If you are very unwell in hospital, two days is too long to wait to know if you're on the appropriate antibiotics. As antimicrobial resistance rises, as we have more global travel, as people are more immunocompromised in hospitals, we get more unusual bugs and more antimicrobial resistance bugs, and more often the first line therapies just don't work.
So, we need to get the answer to the antimicrobial susceptibility test quicker than two days. In my opinion, microbiologic culture just is not fit for purpose anymore, particularly for severe disease.
What held back metagenomics adoption in a clinical setting?
I worked in the area of diagnostics and rapid diagnostics for a number of years, and I'd applied QPCR to that problem. And that was have starting to have impact back in 2013 with the introduction of sample to answer type machines like the Cepheid gene expert. And just around 2013 was the release of the BioFire Film Array, which was another approach to do multiplex testing in clinical samples. And these technologies, because they were automated from sample to answer, we're starting to have a clinical impact.

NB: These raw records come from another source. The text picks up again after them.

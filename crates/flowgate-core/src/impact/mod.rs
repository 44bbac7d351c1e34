//! Business impact tracking

mod memory;
mod metrics;

pub use memory::InMemoryImpactTracker;
pub use metrics::{DepartmentImpact, ImpactError, ImpactMetrics, ImpactSummary, ImpactTracker};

But the challenge with those technologies is they were targeted. So, they could not replace culture. They could only be used as an adjunct to culture. They couldn't test for enough antimicrobial resistance and susceptibility. And they only detected the top pathogens for certain diseases and indications.
So, we felt that there was a gap in space in the market for a technology that was as comprehensive or more comprehensive than culture, but that was faster and speed was key. So, we needed to get results from metagenomics as soon as we possibly could.
We started with blood and blood stream infections. And that was a bit naive because that's the hardest challenge. And what we understood after a short while is we did some maths and figured out that you can be septic with one pathogen in a mL of blood. In that same mL of blood, you will have a million leukocytes, the cells within blood that contain DNA.
So that's a million to one ratio straight away. But the challenge here is that there is also another thing to take into account, and that's the size of the genomes. So human genomes are a thousand-fold bigger than bacterial genomes on average. So, if you add those ratios together, you're talking about a billion to one ratio of human DNA to pathogen DNA in a blood sample, you know, at worst.
So that's not good. That's going to take days of sequencing to get a single pathogen read. So, we knew we had to remove human DNA, that's what led us to putting effort into developing host depletion methods.